Dr. Low, an immigrant Polish psychiatrist, prescribes that a person become "group-minded," or "lower standards" or do the things he fears to do. His prescription encourages averageness, probably the disturbed person's greatest fear, Downes said.

After the reading, members offered examples of how they had used the Recovery method in stressful situations.

"I was driving on the turnpike and discovered I had missed my exit," said a woman. "When I realized I would have to go 30 miles out of my way to correct my mistake I immediately felt intense head pressure and chest pain. My thoughts raced and I feared being lost."

In Recovery jargon, the woman "spotted" within seconds the fact that her symptoms were unrealistic - "they were distressing but not dangerous." She dismissed her anger which triggered the symptoms as something the average person would feel. She then took the next exit and went on her way, the symptoms subsiding.

Before attending Recovery, the woman concluded, the symptoms would have been much worse.

After the meeting, members chatted over offee.

"There's real warmth and support here," said a grandmotherly woman. "When I first became sick I did nothing but stay home. I was so ashamed of my condition. But I found friends in Recovery who understood."

Dr. Nicolas Camara-Peon, a Washington psychiatrist, has sent his patients to Recovery for many years.

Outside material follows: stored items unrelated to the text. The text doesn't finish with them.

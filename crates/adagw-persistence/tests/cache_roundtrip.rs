//! ---
//! gw_section: "03-persistence-logging"
//! gw_subsection: "tests"
//! gw_type: "source"
//! gw_scope: "code"
//! gw_description: "Round-trip of the priority cache through its backing file."
//! gw_version: "v0.0.0-prealpha"
//! gw_owner: "tbd"
//! ---
use std::sync::Arc;

use adagw_common::ManualClock;
use adagw_msg::{CacheRecordEncoder, DeviceReading, GatewayIdentity, Message, ModuleValue, Priority};
use adagw_persistence::{CacheOptions, PriorityCache};
use tempfile::tempdir;

fn identity() -> GatewayIdentity {
    GatewayIdentity {
        adapter_id: "0xA1".into(),
        fw_version: "3.0".into(),
        protocol_version: "1.1".into(),
    }
}

fn open(path: &std::path::Path) -> PriorityCache {
    PriorityCache::new(CacheOptions::new(path), &identity()).with_encoder(Arc::new(CacheRecordEncoder))
}

fn tuples(messages: &[Message]) -> Vec<(Priority, i64, u64, Vec<ModuleValue>)> {
    messages
        .iter()
        .map(|m| (m.priority, m.timestamp, m.device.euid, m.device.values.clone()))
        .collect()
}

#[test]
fn persisted_cache_reloads_identically() {
    let dir = tempdir().unwrap();
    let path = dir.path().join("state").join("permanent.cache");
    let first = open(&path);

    let priorities = [
        Priority::History,
        Priority::Sensor,
        Priority::Param,
        Priority::Actuator,
        Priority::Registration,
    ];
    for (i, priority) in priorities.iter().cycle().take(12).enumerate() {
        let i = i as u64;
        let device = DeviceReading {
            euid: 0xFF00 + i,
            device_type_id: (i % 4) as u16,
            version: 2,
            name: None,
            values: vec![ModuleValue::new(1, i as f32 * 0.5), ModuleValue::unavailable(2)],
        };
        let msg = Message::data(&identity(), 1_700_000_000 + (i as i64 % 3), device).with_priority(*priority);
        assert!(first.enqueue(msg));
    }
    let before = first.snapshot().unwrap();
    assert_eq!(first.persist().unwrap(), 12);

    let second = open(&path);
    let clock = ManualClock::new(1_700_000_100);
    assert_eq!(second.reload(&clock).unwrap(), 12);
    let after = second.snapshot().unwrap();

    assert_eq!(tuples(&before), tuples(&after));
    assert!(after.iter().all(|m| m.adapter_id == "0xA1"));
}

#[test]
fn corrupted_lines_do_not_block_reload() {
    let dir = tempdir().unwrap();
    let path = dir.path().join("permanent.cache");
    std::fs::write(
        &path,
        "time;1700000000;euid;0x10;device_id;1;priority;3;pairs;1\n\
         module_id;0x01;value;5\n\
         time;oops;euid;0x11;pairs;0\n\
         time;1700000002;euid;18;device_id;1;firmware;x;pairs;1\n\
         module_id;0x02;value;7.5\n",
    )
    .unwrap();

    let cache = open(&path);
    assert_eq!(cache.reload(&ManualClock::new(1_700_000_100)).unwrap(), 2);
    let first = cache.drain_one().unwrap();
    assert_eq!(first.device.euid, 0x10);
    assert_eq!(first.priority, Priority::Actuator);
    let second = cache.drain_one().unwrap();
    assert_eq!(second.device.euid, 18);
    assert_eq!(second.device.values, vec![ModuleValue::new(2, 7.5)]);
    assert!(cache.drain_one().is_none());
}

#[test]
fn stray_module_lines_are_not_restored() {
    let dir = tempdir().unwrap();
    let path = dir.path().join("permanent.cache");
    std::fs::write(
        &path,
        "time;1700000000;euid;16;device_id;1\n\
         module_id;0x01;value;5\n",
    )
    .unwrap();

    let cache = open(&path);
    assert_eq!(cache.reload(&ManualClock::new(1_700_000_100)).unwrap(), 1);
    let only = cache.drain_one().unwrap();
    assert_eq!((only.device.euid, only.timestamp), (16, 1_700_000_000));
    assert!(only.valid);
    assert!(cache.is_empty());
}

#[test]
fn missing_file_is_not_an_error() {
    let dir = tempdir().unwrap();
    let cache = open(&dir.path().join("absent.cache"));
    assert_eq!(cache.reload(&ManualClock::new(0)).unwrap(), 0);
    assert!(cache.is_empty());
}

"Recovery gives the patient an opportunity to do something for himself and work his own way out of his problems," he said. "It teaches the patient to recognize and control his anger."

"Excessive demonstrations of anger only complicate family situations," he added. "What patients want to do is improve relationships." He points out that for those who can maintain stability only with the support of a therapist, Recovery can be a considerable financial saving.